After facing a global pandemic, our road to full economic recovery may be a long one. But we’re beginning to take important, initial steps.
The American Rescue Plan (ARP) began the process of restarting our national economic engine, including offering significant emergency relief to small businesses. One of the key aspects of the ARP was the acknowledgement that our child care infrastructure is fundamentally made up of thousands of small businesses across the country, and the services of child care providers are crucially important for our entire economy.
Business leaders have come to understand these truths more clearly in recent years. A 2019 research report from the national business-leader group ReadyNation showed that a lack of access to affordable, high-quality child care for infants and toddlers alone dealt staggering damage to our economy. Thanks to those child care challenges, our economy loses a shocking $57 billion per year through lost productivity, revenue and earnings. Connecticut’s share of that economic hit is an estimated $765 million per year.
Again, that’s the economic damage due to a lack of child care just for infants and toddlers, and those figures are pre-COVID. The problem has certainly gotten worse.
A new ReadyNation report shows how that’s happened. The report, “Female Labor Force Participation Is Key to Our Economic Recovery,” reveals that female labor force participation, which is a critical factor in our gross domestic product (GDP), fell to its lowest rate since 1988 in the wake of the pandemic.
The child care crisis unmistakably connects to this drop in labor force participation. The child care sector shrank by about 167,000 jobs nationwide during the pandemic, which amounts to an alarming one-in-six workers overall. This reduction in an already-scarce supply, coupled with the other impacts of COVID, forced many parents to make a hard choice. Often, those parents (usually mothers) elected to focus on child care needs at home, causing them to leave the workforce themselves.
That drain on the workforce not only has a direct link to child care, but also reflects an essential truth that many business leaders have come to understand: in order to have the most focused, productive workforce possible, employees need to rest easy in the knowledge that their children are cared-for and safe during work hours.
Yet, child care doesn’t just impact the present-day workforce. A high-quality, nurturing environment for young children helps them build essential behavioral and cognitive skills that can lead to better academic and life outcomes as they grow, setting the stage for future success in the workplace.
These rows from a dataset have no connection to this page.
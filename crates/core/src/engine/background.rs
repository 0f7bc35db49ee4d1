//! Detached task tracking.
//!
//! Stores after a fetch and stale-while-revalidate refreshes run detached
//! from the request that scheduled them. Their outcome is only ever logged;
//! [`Background::settle`] lets an adapter drain them before shutdown.

use std::future::Future;
use std::sync::{Arc, Mutex, MutexGuard, PoisonError};

use tokio::task::{JoinError, JoinSet};

#[derive(Clone, Default)]
pub struct Background {
    tasks: Arc<Mutex<JoinSet<()>>>,
}

impl Background {
    pub fn new() -> Self {
        Self::default()
    }

    fn tasks(&self) -> MutexGuard<'_, JoinSet<()>> {
        self.tasks.lock().unwrap_or_else(PoisonError::into_inner)
    }

    /// Spawn `task` on the runtime without awaiting it.
    ///
    /// Must be called from within a tokio runtime.
    pub fn detach<F>(&self, task: F)
    where
        F: Future<Output = ()> + Send + 'static,
    {
        let mut tasks = self.tasks();
        while let Some(finished) = tasks.try_join_next() {
            log_join(finished);
        }
        tasks.spawn(task);
    }

    /// Number of tasks not yet reaped.
    #[cfg(test)]
    pub(crate) fn pending(&self) -> usize {
        self.tasks().len()
    }

    /// Wait for every detached task, including tasks they detach in turn.
    pub async fn settle(&self) {
        loop {
            let mut drained = std::mem::take(&mut *self.tasks());
            if drained.is_empty() {
                return;
            }
            while let Some(finished) = drained.join_next().await {
                log_join(finished);
            }
        }
    }
}

fn log_join(result: Result<(), JoinError>) {
    if let Err(e) = result {
        tracing::warn!(error = %e, "detached task did not complete");
    }
}
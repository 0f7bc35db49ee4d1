//! Unified error types for swcache.
//!
//! Every variant renders with a stable upper-case code prefix so that log
//! lines and MCP error payloads can be matched without parsing prose.

use rmcp::model::{ErrorCode, ErrorData as McpError};
use tokio_rusqlite::rusqlite;

/// Unified error type for the cache policy engine and its adapters.
#[derive(Debug, thiserror::Error)]
pub enum Error {
    /// Invalid input parameters (e.g., unknown request mode).
    #[error("INVALID_INPUT: {0}")]
    InvalidInput(String),

    /// A URL could not be parsed or resolved against the serving origin.
    #[error("INVALID_URL: {0}")]
    InvalidUrl(String),

    /// The fetch primitive rejected (DNS, connect, TLS, reset, timeout).
    #[error("NETWORK_ERROR: {0}")]
    Network(String),

    /// Fetch response too large.
    #[error("FETCH_TOO_LARGE: {0}")]
    FetchTooLarge(String),

    /// A response arrived but its status is not acceptable for precaching.
    #[error("HTTP_ERROR: {0}")]
    HttpError(String),

    /// The request/response pair may not be stored in a generation.
    #[error("UNCACHEABLE: {0}")]
    Uncacheable(String),

    /// No entry for the given request identity.
    #[error("CACHE_MISS: {0}")]
    CacheMiss(String),

    /// Database operation failed.
    #[error("CACHE_ERROR: {0}")]
    Database(tokio_rusqlite::Error),

    /// Migration failed to apply.
    #[error("CACHE_ERROR: migration failed: {0}")]
    MigrationFailed(String),

    /// Stored headers could not be encoded or decoded.
    #[error("CACHE_ERROR: corrupt entry: {0}")]
    CorruptEntry(String),
}

impl From<tokio_rusqlite::Error<Error>> for Error {
    fn from(err: tokio_rusqlite::Error<Error>) -> Self {
        match err {
            tokio_rusqlite::Error::Error(e) => e,
            tokio_rusqlite::Error::ConnectionClosed => Error::Database(tokio_rusqlite::Error::ConnectionClosed),
            tokio_rusqlite::Error::Close(c) => Error::Database(tokio_rusqlite::Error::Close(c)),
            _ => Error::Database(tokio_rusqlite::Error::ConnectionClosed),
        }
    }
}

impl From<tokio_rusqlite::Error<rusqlite::Error>> for Error {
    fn from(err: tokio_rusqlite::Error<rusqlite::Error>) -> Self {
        Error::Database(err)
    }
}

impl From<rusqlite::Error> for Error {
    fn from(err: rusqlite::Error) -> Self {
        Error::Database(tokio_rusqlite::Error::Error(err))
    }
}

impl From<serde_json::Error> for Error {
    fn from(err: serde_json::Error) -> Self {
        Error::CorruptEntry(err.to_string())
    }
}

impl From<Error> for McpError {
    fn from(err: Error) -> Self {
        let (code, message) = match &err {
            Error::InvalidInput(msg) => (-32602, msg.clone()),
            Error::InvalidUrl(msg) => (-32003, msg.clone()),
            Error::Network(msg) => (-32006, msg.clone()),
            Error::FetchTooLarge(msg) => (-32007, msg.clone()),
            Error::HttpError(msg) => (-32008, msg.clone()),
            Error::Uncacheable(msg) => (-32013, msg.clone()),
            Error::CacheMiss(msg) => (-32001, msg.clone()),
            Error::Database(e) => (-32002, e.to_string()),
            Error::MigrationFailed(msg) => (-32002, msg.clone()),
            Error::CorruptEntry(msg) => (-32002, msg.clone()),
        };

        McpError { code: ErrorCode(code), message: message.into(), data: None }
    }
}
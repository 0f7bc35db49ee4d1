//! HTTP fetch over reqwest.
//!
//! [`FetchClient`] behaves like the platform fetch primitive: any response
//! the server sends resolves, whatever its status. Only transport failures
//! (DNS, connect, TLS, timeout) and oversized bodies are errors.
//!
//! - Request method and headers are forwarded unchanged
//! - Redirects are followed (max 5 by default)
//! - Max body bytes: 5MB (configurable)

pub mod url;

use async_trait::async_trait;
use reqwest::{Client, Method};
use std::time::{Duration, Instant};

use swcache_core::http::Headers;
use swcache_core::{AppConfig, Error, Fetch, Request, Response};

pub use url::{UrlError, resolve};

/// Configuration for the fetch client.
#[derive(Debug, Clone)]
pub struct FetchConfig {
    /// User agent string (default: "swcache/0.1")
    pub user_agent: String,

    /// Maximum response body size in bytes (default: 5MB)
    pub max_bytes: usize,

    /// Request timeout (default: 20s)
    pub timeout: Duration,

    /// Maximum number of redirects to follow (default: 5)
    pub max_redirects: usize,
}

impl Default for FetchConfig {
    fn default() -> Self {
        Self {
            user_agent: "swcache/0.1".to_string(),
            max_bytes: 5 * 1024 * 1024,
            timeout: Duration::from_millis(20000),
            max_redirects: 5,
        }
    }
}

impl From<&AppConfig> for FetchConfig {
    fn from(config: &AppConfig) -> Self {
        Self {
            user_agent: config.user_agent.clone(),
            max_bytes: config.max_bytes,
            timeout: config.timeout(),
            ..Default::default()
        }
    }
}

/// HTTP fetch client.
pub struct FetchClient {
    http: Client,
    config: FetchConfig,
}

impl FetchClient {
    /// Create a new fetch client with the given configuration.
    pub fn new(config: FetchConfig) -> Result<Self, Error> {
        let http = Client::builder()
            .user_agent(&config.user_agent)
            .timeout(config.timeout)
            .redirect(reqwest::redirect::Policy::limited(config.max_redirects))
            .use_rustls_tls()
            .gzip(true)
            .brotli(true)
            .deflate(true)
            .build()
            .map_err(|e| Error::Network(format!("failed to build HTTP client: {}", e)))?;

        Ok(Self { http, config })
    }

    fn too_large(&self, len: usize) -> Error {
        Error::FetchTooLarge(format!("{} bytes exceeds {}", len, self.config.max_bytes))
    }
}

#[async_trait]
impl Fetch for FetchClient {
    async fn fetch(&self, request: &Request) -> Result<Response, Error> {
        let start = Instant::now();
        let method = Method::from_bytes(request.method.as_bytes())
            .map_err(|e| Error::InvalidInput(format!("invalid method {}: {}", request.method, e)))?;

        let mut builder = self.http.request(method, request.url.as_str());
        for (name, value) in &request.headers {
            builder = builder.header(name.as_str(), value.as_str());
        }

        let response = builder.send().await.map_err(|e| {
            if e.is_timeout() {
                Error::Network(format!("timed out: {}", e))
            } else {
                Error::Network(format!("network error: {}", e))
            }
        })?;

        if let Some(len) = response.content_length()
            && len as usize > self.config.max_bytes
        {
            return Err(self.too_large(len as usize));
        }

        let status = response.status().as_u16();
        let final_url = response.url().clone();
        let headers: Headers = response
            .headers()
            .iter()
            .filter_map(|(name, value)| {
                value
                    .to_str()
                    .ok()
                    .map(|v| (name.as_str().to_string(), v.to_string()))
            })
            .collect();

        let body = response
            .bytes()
            .await
            .map_err(|e| Error::Network(format!("failed to read response: {}", e)))?;

        if body.len() > self.config.max_bytes {
            return Err(self.too_large(body.len()));
        }

        tracing::debug!(
            "fetched {} {} -> {} ({}) in {}ms ({} bytes)",
            request.method,
            request.url,
            final_url,
            status,
            start.elapsed().as_millis(),
            body.len()
        );

        Ok(Response { status, headers, body })
    }
}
We’re grappling with these issues at a time when our nation is having a larger conversation about significant public investments in early childhood programs. The business community is as prepared as it ever has been to work to find solutions to its employees’ child care challenges.
The recent ReadyNation report reflects this truth. The report included a survey of over 400 senior executives, with more than three-quarters saying that federal or state government incentives would boost the chances that their businesses would enhance child care support for their company’s workers.
The straightforward takeaway is that, while business leaders recognize that they have to do their part to help employees access high-quality child care, this isn’t a crisis that can be solved by the private sector alone. Overcoming the child care crisis will take collaboration by employers and parents, coupled with essential investments and reforms from state and federal policymakers.
The ARP was a good start, but the challenges of the child care crisis will require sustained investments and a genuine commitment to systemic change. To begin to make that commitment, lawmakers should provide incentives to connect employers with child care providers, and encourage established business owners to assist child care businesses in opening or expanding operations (particularly in areas with limited child care options), update the employer child care tax credit, and modernize employer-sponsored flexible spending accounts.
These steps alone won’t mean the end of the child care crisis, but they’ll go a long way toward helping employers effectuate real, near-term change when it comes to making sure workers have affordable, high-quality child care options. Those efforts will boost our current workforce— including helping many to return to work—as well as giving our next generation a better shot to succeed in school and life.
Roy Bostock of Greenwich is the Retired Vice Chair of Delta Air Lines and the Former Chairman of Yahoo!. He is also a member of the ReadyNation CEO Task Force on Early Childhood.